TN5 MUTAGENESIS OF CHINESE RHIZOBIUM-FREDII FOR SIDEROPHORE OVERPRODUCTION

In the midwestern United States, members of USDA Bradyrhizobium japonicum serogroup 135 dominate in alkaline soils for nodulation of soybean [Glycine max (L.) Merr.], whereas members of USDA serogroup 123 dominate in non-alkaline soils. A possible explanation for the dominance of 135 in alkaline soils is that native 135 strains can produce siderophores that assist in acquiring iron. Our objectives were to test six reference strains (three slow-growing B. japonicum and three fast-growing Rhizobium fredii) for siderophore production and to evaluate mutants of R. fredii (developed by Tn5-insertion for overproduction of siderophores) for their competitive abilities in an alkaline soil. B. japonicum reference strains USDA 110, 123 and 135 were tested for siderophore production in liquid culture by using Neilands' CAS Assay Solution. Mutants were developed for siderophore overproduction by introducing transposon Tn5 (Km(r)) into a siderophore-producing Chinese R. fredii strain. Two siderophore overproducing mutants that produced mature and pink nodules on soybean in growth pouches were examined for the presence of Tn5 by Southern hybridization with a Tn5 probe.

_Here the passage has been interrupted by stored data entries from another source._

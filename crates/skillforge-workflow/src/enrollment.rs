use std::sync::Arc;

use serde::{Deserialize, Serialize};
use tracing::{info, warn};

use skillforge_ledger::{EnrollInCourse, LedgerClient};
use skillforge_types::{Address, CourseId, TxId};

use crate::error::WorkflowError;
use crate::session::SessionContext;

/// Receipt for a confirmed enrollment.
#[derive(Clone, Debug, PartialEq, Eq, Serialize, Deserialize)]
pub struct EnrollmentReceipt {
    pub tx_id: TxId,
    pub course_id: CourseId,
    pub student: Address,
}

/// Admission control for course enrollment.
pub struct EnrollmentService {
    ledger: Arc<dyn LedgerClient>,
}

impl EnrollmentService {
    pub fn new(ledger: Arc<dyn LedgerClient>) -> Self {
        Self { ledger }
    }

    /// Enroll the session's actor into a course.
    ///
    /// Preconditions are checked in order and the first failure wins:
    /// non-empty name, no existing enrollment, sufficient funds. On success
    /// exactly one payable ledger write is submitted; the session cache is
    /// updated only after the ledger confirms, never speculatively.
    pub async fn enroll(
        &self,
        session: &mut SessionContext,
        course_id: CourseId,
        student_name: &str,
    ) -> Result<EnrollmentReceipt, WorkflowError> {
        let student = session.actor.clone();

        if student_name.trim().is_empty() {
            return Err(WorkflowError::Validation(
                "student name must not be empty".to_string(),
            ));
        }

        if session.is_enrolled_locally(course_id) {
            return Err(WorkflowError::AlreadyEnrolled);
        }
        let already = self
            .ledger
            .enrollments_of(&student)
            .await?
            .iter()
            .any(|enrollment| enrollment.course_id == course_id);
        if already {
            return Err(WorkflowError::AlreadyEnrolled);
        }

        let course = self.ledger.course(course_id).await?;
        let available = self.ledger.funds_of(&student).await?;
        if available < course.fee {
            return Err(WorkflowError::InsufficientFunds {
                needed: course.fee,
                available,
            });
        }

        // The ledger enforces atomicity of "accept payment + record
        // enrollment"; a racing duplicate loses here and surfaces as
        // AlreadyEnrolled.
        let tx_id = self
            .ledger
            .enroll_in_course(EnrollInCourse {
                course_id,
                student_name: student_name.to_string(),
                from: student.clone(),
                value: course.fee,
            })
            .await
            .map_err(|err| {
                warn!(course = %course_id, student = %student, %err, "enrollment write failed");
                WorkflowError::from_write(err)
            })?;

        session.mark_enrolled(course_id);
        info!(course = %course_id, student = %student, tx = %tx_id, "enrollment confirmed");

        Ok(EnrollmentReceipt {
            tx_id,
            course_id,
            student,
        })
    }
}
use rust_decimal::prelude::ToPrimitive;
use rust_decimal::Decimal;
use serde::{Deserialize, Serialize};
use std::fmt;
use std::str::FromStr;
use thiserror::Error;

/// Number of decimal places between the ledger's smallest unit and the
/// display unit (wei -> ether).
const ETHER_SCALE: u32 = 18;

/// Currency errors raised when converting between display and ledger units.
#[derive(Debug, Error, Clone, PartialEq, Eq)]
pub enum CurrencyError {
    #[error("unparseable amount: {0}")]
    Unparseable(String),

    #[error("amount is negative: {0}")]
    Negative(String),

    #[error("amount exceeds representable range: {0}")]
    OutOfRange(String),
}

/// Fixed-point amount in the ledger's smallest currency unit.
///
/// All ledger arithmetic happens on this integer representation; the ether
/// form exists only for display and metadata text.
#[derive(
    Clone, Copy, Debug, Default, PartialEq, Eq, Hash, PartialOrd, Ord, Serialize, Deserialize,
)]
pub struct Wei(pub u128);

impl Wei {
    pub const ZERO: Wei = Wei(0);

    /// Parse a decimal ether string ("0.05") into wei.
    ///
    /// Digits below wei resolution are truncated.
    pub fn from_ether_str(ether: &str) -> Result<Self, CurrencyError> {
        let amount = Decimal::from_str(ether)
            .map_err(|_| CurrencyError::Unparseable(ether.to_string()))?;
        if amount.is_sign_negative() {
            return Err(CurrencyError::Negative(ether.to_string()));
        }
        let factor = Decimal::from(10u64.pow(ETHER_SCALE / 2));
        let scaled = amount
            .checked_mul(factor)
            .and_then(|half| half.checked_mul(factor))
            .ok_or_else(|| CurrencyError::OutOfRange(ether.to_string()))?;
        scaled
            .trunc()
            .to_u128()
            .map(Wei)
            .ok_or_else(|| CurrencyError::OutOfRange(ether.to_string()))
    }

    /// Render as an ether string with trailing zeros trimmed ("0.05", "1").
    pub fn format_ether(&self) -> String {
        let whole = self.0 / 10u128.pow(ETHER_SCALE);
        let frac = self.0 % 10u128.pow(ETHER_SCALE);
        if frac == 0 {
            return whole.to_string();
        }
        let frac_str = format!("{:018}", frac);
        let frac_str = frac_str.trim_end_matches('0');
        format!("{}.{}", whole, frac_str)
    }

    pub fn checked_add(self, other: Wei) -> Option<Wei> {
        self.0.checked_add(other.0).map(Wei)
    }

    pub fn checked_sub(self, other: Wei) -> Option<Wei> {
        self.0.checked_sub(other.0).map(Wei)
    }
}

impl fmt::Display for Wei {
    fn fmt(&self, f: &mut fmt::Formatter<'_>) -> fmt::Result {
        write!(f, "{} wei", self.0)
    }
}

#[cfg(test)]
mod tests {
    use super::*;

    #[test]
    fn ether_round_trip() {
        let fee = Wei::from_ether_str("0.05").unwrap();
        assert_eq!(fee, Wei(50_000_000_000_000_000));
        assert_eq!(fee.format_ether(), "0.05");
    }

    #[test]
    fn whole_ether_has_no_fraction() {
        let one = Wei::from_ether_str("1").unwrap();
        assert_eq!(one, Wei(1_000_000_000_000_000_000));
        assert_eq!(one.format_ether(), "1");
    }

    #[test]
    fn zero_is_allowed() {
        assert_eq!(Wei::from_ether_str("0").unwrap(), Wei::ZERO);
        assert_eq!(Wei::ZERO.format_ether(), "0");
    }

    #[test]
    fn negative_amounts_are_rejected() {
        assert!(matches!(
            Wei::from_ether_str("-0.1"),
            Err(CurrencyError::Negative(_))
        ));
    }

    #[test]
    fn garbage_is_rejected() {
        assert!(matches!(
            Wei::from_ether_str("five"),
            Err(CurrencyError::Unparseable(_))
        ));
    }

    #[test]
    fn sub_wei_digits_truncate() {
        // 19 decimal places: the final digit is below wei resolution.
        let fee = Wei::from_ether_str("0.0000000000000000015").unwrap();
        assert_eq!(fee, Wei(1));
    }
}
use chrono::{DateTime, Utc};
use serde::{Deserialize, Serialize};

use crate::currency::Wei;
use crate::ids::{Address, ContentId, CourseId, ExamId};

/// A course as recorded on the ledger.
///
/// Immutable after creation; enrollment and issuance counters live on the
/// ledger side only. The title is unique across the whole platform, which
/// is enforced at creation time by the catalog's duplicate check and again
/// by the ledger.
#[derive(Clone, Debug, PartialEq, Eq, Serialize, Deserialize)]
pub struct Course {
    pub id: CourseId,
    pub title: String,
    pub instructor: Address,
    pub material_content_id: ContentId,
    pub exam_id: ExamId,
    pub certificate_image_content_id: ContentId,
    pub fee: Wei,
}

/// One student's enrollment in one course.
///
/// Created exactly once per (course, student) pair; owned by the ledger and
/// read-only to this core.
#[derive(Clone, Debug, PartialEq, Eq, Serialize, Deserialize)]
pub struct Enrollment {
    pub course_id: CourseId,
    pub student: Address,
    pub student_name: String,
    pub enrolled_at: DateTime<Utc>,
}

/// Latest exam outcome for a (course, student) pair.
///
/// `recorded_at == None` means the exam was never attempted. The ledger's
/// zero-timestamp sentinel is decoded to `None` at the client boundary and
/// never leaks past it.
#[derive(Clone, Debug, PartialEq, Eq, Serialize, Deserialize)]
pub struct ExamResult {
    pub course_id: CourseId,
    pub student: Address,
    pub passed: bool,
    pub recorded_at: Option<DateTime<Utc>>,
}

impl ExamResult {
    /// A result for a pair that never sat the exam.
    pub fn not_attempted(course_id: CourseId, student: Address) -> Self {
        Self {
            course_id,
            student,
            passed: false,
            recorded_at: None,
        }
    }

    pub fn status(&self) -> ExamStatus {
        match self.recorded_at {
            None => ExamStatus::NotAttempted,
            Some(_) if self.passed => ExamStatus::Passed,
            Some(_) => ExamStatus::Failed,
        }
    }
}

/// Display projection of an exam result.
#[derive(Clone, Copy, Debug, PartialEq, Eq, Serialize, Deserialize)]
pub enum ExamStatus {
    NotAttempted,
    Passed,
    Failed,
}

impl ExamStatus {
    pub fn label(&self) -> &'static str {
        match self {
            ExamStatus::NotAttempted => "Not Attempted",
            ExamStatus::Passed => "Passed",
            ExamStatus::Failed => "Failed",
        }
    }
}

/// An issued certificate token.
///
/// A present `completed_at` marks the course permanently completed for the
/// owning student.
#[derive(Clone, Debug, PartialEq, Eq, Serialize, Deserialize)]
pub struct Certificate {
    pub token_id: CourseId,
    pub metadata_content_id: ContentId,
    pub completed_at: DateTime<Utc>,
}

The Tn5-carrying mutants were further tested in the greenhouse for their competitiveness against native strains present in an alkaline soil of Iowa and for their symbiotic effectivity. Among the three slow-growing bradyrhizobia tested for siderophore production, USDA 135 was the only strain producing siderophore in a liquid medium low in iron. Nodule occupancies in the greenhouse by the two siderophore overproducing mutants of R. fredii were 3 and 4%, compared with 19% for the wild-type strain. Thus, either the wild-type was acquiring all the iron needed for maximum growth and nodulation, or the insertion of Tn5 and the overproduction of siderophore resulted in less competitive strains.